Prospective Out-of-Sample Model Validation
For prospective validation, we fit the model over the entire training dataset (composed of NH outcomes from Massachusetts, Georgia, and New Jersey reported on April 20, 2020), using only the identified stable predictors, and generated new predictions with predictor variables from May 4, 2020. The predicted probabilities were converted to binary outcomes using an optimal threshold value calculated, as previously described, over the entire training dataset from April 20.
The predictions were prospectively compared with outcomes reported a week later on May 11, 2020, in 2 ways. We first calculated the AUC, sensitivity, and specificity of the predictions against outcomes from 1021 NHs in California. We then compared the predictions to COVID-19 case and death rates from 7660 LTCFs across the United States. Specifically, we calculated the Pearson correlation coefficient between each state's median NH risk score, across all the state's NHs in our dataset, and each state's LTCF related COVID-19 infection and death rates. The benchmark logistic regression and neural network models were also validated as described for comparison to the machine-learning model.

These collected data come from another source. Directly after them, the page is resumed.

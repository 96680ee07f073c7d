//! Environment preflight
//!
//! The engine shells out to external scanners; `dragnet doctor` reports
//! whether they resolve on PATH before an operator commits to a run. A
//! missing tool is advice, not an error; the run itself will record the
//! spawn fault if it comes to that.

use std::path::PathBuf;

use crate::types::ToolKind;

/// Resolution result for one known tool.
#[derive(Debug, Clone)]
pub struct ToolCheck {
    pub tool: ToolKind,
    /// Resolved binary location, `None` when not found on PATH
    pub path: Option<PathBuf>,
}

impl ToolCheck {
    #[must_use]
    pub const fn found(&self) -> bool {
        self.path.is_some()
    }
}

/// Probe PATH for every tool the planner can queue.
#[must_use]
pub fn check_tools() -> Vec<ToolCheck> {
    [ToolKind::PortScan, ToolKind::DirScan]
        .into_iter()
        .map(|tool| ToolCheck {
            tool,
            path: which::which(tool.program()).ok(),
        })
        .collect()
}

The LTCF related infection and death rates used for validation were calculated by dividing the sum of the reported number of LTCF related outcomes by the sum of bed counts from the 15,300 federally certified NHs in our dataset, by state. While normalizing LTCF related outcomes by NH beds increases calculated case and death rates compared to normalizing using LTCF bed counts, given the available data, we believe using NH beds results in a robust measure for validation for the following 2 reasons. First, to the best of our knowledge, there is no comprehensive LTCF database that contains information on assisted-living and independent-living facilities across all states. Including incomplete assisted-living and independent-living data per state can lead to overestimates of case and death rates for states with missing data. In other words, states with missing bed counts data would have artificially increased outcome rates compared with states without missing bed count data, as the incomplete bed count denominator would be smaller than complete bed counts. In contrast, the federal NH data we used is regulated and consistently reported across all US states, providing an accurate lower bound of the number of LTCF beds per state. Second, the reported cases and deaths are likely underestimates of the actual COVID-19 related outcomes in LTCFs, counteracting potential overestimation when normalizing by NH beds.
Supplemental Results
Impact of Identified Predictors on Infection Risk
The estimated change in NH infection risk when varying the values of each of the 6 identified key predictors is shown in Supplementary Figure 1. The NH's county's infection rate and size had the largest impact on infection risk.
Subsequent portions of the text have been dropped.